Plenty of media talk about the possibly setting up of a new centrist political party. With Labour hurtling towards the hard left and the Tories bended at the knee to the resurgent hard right, what of those of us who aren’t hard left and hard right? Set up a new party, some are saying. Sorry, though, comrades. If it’s a centrist only party, then count me out.

I don’t know what a centrist party will be like. It will be for and against everything. For private health and for the NHS. For private schools and for state education. For fairness and equality and against it. By its very nature, it can’t be a particularly reforming party. Lots of people, for all kinds of reasons, are part of the centre ground. It’s complicated.
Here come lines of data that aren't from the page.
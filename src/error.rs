//! Error types for Logga
//!
//! This module defines the error types used by the fallible configuration paths
//! of Logga. The logging hot path itself never returns errors: malformed
//! producer input degrades to an empty message and sink failures are counted
//! instead of propagated.

use thiserror::Error;

/// Main error type for Logga operations
#[derive(Error, Debug)]
pub enum LoggaError {
    /// Configuration-related errors
    #[error("Configuration error: {0}")]
    ConfigError(String),

    /// Invalid log level
    #[error("Invalid log level: {0}")]
    InvalidLogLevel(String),

    /// Invalid message filter pattern
    #[error("Invalid message pattern: {source}")]
    InvalidPattern {
        #[from]
        source: regex::Error,
    },

    /// I/O errors (sink writes)
    #[error("I/O error: {source}")]
    IoError {
        #[from]
        source: std::io::Error,
    },

    /// Serialization/deserialization errors
    #[error("Serialization error: {source}")]
    SerializationError {
        #[from]
        source: serde_json::Error,
    },

    /// Sink-related errors
    #[error("Sink error: {0}")]
    SinkError(String),
}

/// Result type alias for Logga operations
pub type Result<T> = std::result::Result<T, LoggaError>;

impl LoggaError {
    /// Create a new configuration error
    pub fn config<S: Into<String>>(msg: S) -> Self {
        Self::ConfigError(msg.into())
    }

    /// Create a new invalid level error
    pub fn invalid_level<S: Into<String>>(msg: S) -> Self {
        Self::InvalidLogLevel(msg.into())
    }

    /// Create a new sink error
    pub fn sink<S: Into<String>>(msg: S) -> Self {
        Self::SinkError(msg.into())
    }

    /// Get the error category for logging purposes
    pub fn category(&self) -> &'static str {
        match self {
            Self::ConfigError(_) | Self::InvalidLogLevel(_) | Self::InvalidPattern { .. } => {
                "config"
            }
            Self::IoError { .. } => "io",
            Self::SerializationError { .. } => "serialization",
            Self::SinkError(_) => "sink",
        }
    }
}

#[cfg(test)]
mod tests {
    use super::*;
    use std::io;

    #[test]
    fn test_error_creation() {
        let config_err = LoggaError::config("Invalid configuration");
        assert!(matches!(config_err, LoggaError::ConfigError(_)));
        assert_eq!(
            config_err.to_string(),
            "Configuration error: Invalid configuration"
        );

        let level_err = LoggaError::invalid_level("loud");
        assert_eq!(level_err.to_string(), "Invalid log level: loud");
    }

    #[test]
    fn test_error_from_conversions() {
        let io_error = io::Error::new(io::ErrorKind::BrokenPipe, "pipe closed");
        let logga_error: LoggaError = io_error.into();
        assert!(matches!(logga_error, LoggaError::IoError { .. }));
        assert!(logga_error.to_string().contains("pipe closed"));

        let json_error = serde_json::from_str::<serde_json::Value>("{invalid json").unwrap_err();
        let logga_error: LoggaError = json_error.into();
        assert!(matches!(
            logga_error,
            LoggaError::SerializationError { .. }
        ));

        let regex_error = regex::Regex::new("(unclosed").unwrap_err();
        let logga_error: LoggaError = regex_error.into();
        assert!(matches!(logga_error, LoggaError::InvalidPattern { .. }));
    }

    #[test]
    fn test_error_categories() {
        assert_eq!(LoggaError::config("test").category(), "config");
        assert_eq!(LoggaError::invalid_level("test").category(), "config");
        assert_eq!(LoggaError::sink("test").category(), "sink");
        let io_error: LoggaError = io::Error::new(io::ErrorKind::Other, "x").into();
        assert_eq!(io_error.category(), "io");
    }

    #[test]
    fn test_unicode_error_message() {
        let unicode_msg = "配置错误: 无效的参数 🚫";
        let err = LoggaError::config(unicode_msg);
        assert!(err.to_string().contains(unicode_msg));
    }

    #[test]
    fn test_error_debug_format() {
        let err = LoggaError::sink("test error");
        let debug_str = format!("{:?}", err);
        assert!(debug_str.contains("SinkError"));
        assert!(debug_str.contains("test error"));
    }
}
I’m not trying to suggest we are all left or we are all right. Huge swathes of the country, defined as the centre ground, can swing elections. I am not of the centre. I would describe myself as mainstream Labour, as much a social democrat as a socialist; someone who believes in a genuine meritocracy, a properly funded NHS, dignity in old age, genuine opportunity for all. That lot makes me indisputably left of centre. I don’t want everything nationalised except the railways and, in due course, the utilities and I quite like a fairly regulated competitive free market, at home and abroad. So, a rootless new party offering something for everyone won’t work with me.
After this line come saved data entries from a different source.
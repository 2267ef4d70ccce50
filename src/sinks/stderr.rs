//! 标准错误输出 Sink
//!
//! 进程宿主下的默认输出目标。是否为交互式终端在每次渲染时重新检测，不做缓存。

use crate::sinks::traits::SinkCapability;
use std::io::{self, IsTerminal, Write};

/// A sink that writes rendered lines to the process stderr
#[derive(Debug, Clone, Copy, Default)]
pub struct StderrSink;

impl StderrSink {
    pub fn new() -> Self {
        Self
    }
}

impl SinkCapability for StderrSink {
    fn is_interactive(&self) -> bool {
        io::stderr().is_terminal()
    }

    fn write_line(&self, line: &str) -> io::Result<()> {
        let mut stderr = io::stderr().lock();
        stderr.write_all(line.as_bytes())?;
        stderr.write_all(b"\n")?;
        stderr.flush()
    }

    fn name(&self) -> &'static str {
        "stderr"
    }
}

/// A sink for hosts without a process abstraction
///
/// Never interactive and never decorated: output is always the plain
/// `LABEL tag message` form, written through the generic console error stream.
#[derive(Debug, Clone, Copy, Default)]
pub struct PlainConsoleSink;

impl PlainConsoleSink {
    pub fn new() -> Self {
        Self
    }
}

impl SinkCapability for PlainConsoleSink {
    fn is_interactive(&self) -> bool {
        false
    }

    fn supports_ansi(&self) -> bool {
        false
    }

    fn write_line(&self, line: &str) -> io::Result<()> {
        writeln!(io::stderr(), "{}", line)
    }

    fn name(&self) -> &'static str {
        "plain_console"
    }
}

#[cfg(test)]
mod tests {
    use super::*;
    use crate::sinks::traits::RenderMode;

    #[test]
    fn test_stderr_sink_detection_matches_stream() {
        let sink = StderrSink::new();
        assert_eq!(sink.is_interactive(), io::stderr().is_terminal());
        assert!(sink.supports_ansi());
        assert_eq!(sink.name(), "stderr");
    }

    #[test]
    fn test_stderr_sink_write() {
        assert!(StderrSink::new().write_line("stderr sink test line").is_ok());
    }

    #[test]
    fn test_plain_console_sink_is_plain() {
        let sink = PlainConsoleSink::new();
        assert_eq!(RenderMode::select(&sink), RenderMode::Plain);
        assert!(sink.write_line("plain console test line").is_ok());
    }
}
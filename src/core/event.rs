//! Logga 事件定义
//!
//! 此模块定义了生产者输入 [`LogEvent`] 与在总线上传递的记录 [`LogData`]。

use crate::core::level::LogLevel;
use serde::{Deserialize, Serialize};
use std::error::Error as StdError;

/// 生产者在调用点提供的日志输入
///
/// 纯文本消息或带可选消息与堆栈的结构化对象，在发布前统一规范化为 [`LogData`]。
#[derive(Debug, Clone, PartialEq, Eq)]
pub enum LogEvent {
    /// 纯文本消息
    Plain(String),
    /// 结构化消息
    Structured {
        message: Option<String>,
        stack: Option<String>,
    },
}

impl LogEvent {
    /// 创建只带消息的结构化事件
    pub fn structured<S: Into<String>>(message: S) -> Self {
        LogEvent::Structured {
            message: Some(message.into()),
            stack: None,
        }
    }

    /// 附加堆栈文本
    pub fn with_stack<S: Into<String>>(self, stack: S) -> Self {
        let message = match self {
            LogEvent::Plain(message) => Some(message),
            LogEvent::Structured { message, .. } => message,
        };
        LogEvent::Structured {
            message,
            stack: Some(stack.into()),
        }
    }

    /// 由错误值构造事件
    ///
    /// 消息取错误的 `Display`；若存在 `source()` 链，则每个原因占一行 `Caused by:` 作为堆栈。
    pub fn from_error(error: &dyn StdError) -> Self {
        let mut causes = Vec::new();
        let mut source = error.source();
        while let Some(cause) = source {
            causes.push(format!("Caused by: {}", cause));
            source = cause.source();
        }
        LogEvent::Structured {
            message: Some(error.to_string()),
            stack: if causes.is_empty() {
                None
            } else {
                Some(causes.join("\n"))
            },
        }
    }

    /// 规范化为总线记录，缺失的消息变为空字符串
    pub fn into_data(self, tag: &str, level: LogLevel) -> LogData {
        let (message, stack) = match self {
            LogEvent::Plain(message) => (message, None),
            LogEvent::Structured { message, stack } => (message.unwrap_or_default(), stack),
        };
        LogData {
            tag: tag.to_string(),
            level,
            message,
            stack,
        }
    }
}

impl From<&str> for LogEvent {
    fn from(message: &str) -> Self {
        LogEvent::Plain(message.to_string())
    }
}

impl From<String> for LogEvent {
    fn from(message: String) -> Self {
        LogEvent::Plain(message)
    }
}

impl From<&String> for LogEvent {
    fn from(message: &String) -> Self {
        LogEvent::Plain(message.clone())
    }
}

/// 在总线上传递的日志记录
///
/// 每次 `error/warn/info/debug` 调用构造一次，之后不可变；核心不保留它。
#[derive(Debug, Clone, PartialEq, Eq, Serialize, Deserialize)]
pub struct LogData {
    /// 记录器标签
    pub tag: String,
    /// 日志级别
    pub level: LogLevel,
    /// 日志消息，总是存在（可能为空字符串）
    pub message: String,
    /// 仅当生产者显式提供时存在
    #[serde(default, skip_serializing_if = "Option::is_none")]
    pub stack: Option<String>,
}

impl LogData {
    /// 创建新的日志记录
    pub fn new<T: Into<String>, M: Into<String>>(tag: T, level: LogLevel, message: M) -> Self {
        Self {
            tag: tag.into(),
            level,
            message: message.into(),
            stack: None,
        }
    }

    /// 设置堆栈
    pub fn with_stack<S: Into<String>>(mut self, stack: S) -> Self {
        self.stack = Some(stack.into());
        self
    }
}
Having said all that, the Labour Party of Jeremy Corbyn, Seumas Milne, John McDonnell, Derek Hatton, Len McCluskey, Chris Williamson, Diane Abbott, Owen Jones and Mark Serwotka simply cannot be my Labour Party. My version of Labour was represented by Clement Attlee, Harold Wilson, Aneurin Bevan, Neil Kinnock, Gordon Brown and, above the lot, Tony Blair. The Labour Party has deserted me, not the other way around.

The Liberal Democrats are toast and have been since they took jobs in David Cameron’s hardline, austerity heavy Tory government of 2010, condemning the very poorest people to the scrapheap. They haven’t said sorry, they probably never will. In any event, they were all things to all men and women. They were the sort left alternative to Labour in the south and the sort right alternative to the Tories in the north. No more. They are nowhere thanks to Nick Clegg and his friends, most of whom were given knighthoods by Cameron in part payment for propping him up. So, what’s left?

The answer is nothing is left for me. Corbyn offers the same reheated Bennite garbage from the 1980; he has never had an original idea in his life. He has spent a lifetime avoiding power and responsibility, whilst at the same time cosying up to tyrants and terrorists. Under his pathetic leadership, Labour now finds itself deep in the sewer of anti-Semitism. I lent Corbyn’s Labour my vote in 2017. Never again. The Lib Dems are a busted flush, I despise the Tories and will until my dying day. There is nowhere to go and a new centrist party will not replace the Labour I once held so dear, the party that was set up for working people and is now in the hands of hardline extremists.

Politics in the UK is in a very dark place. It’s only going to get darker.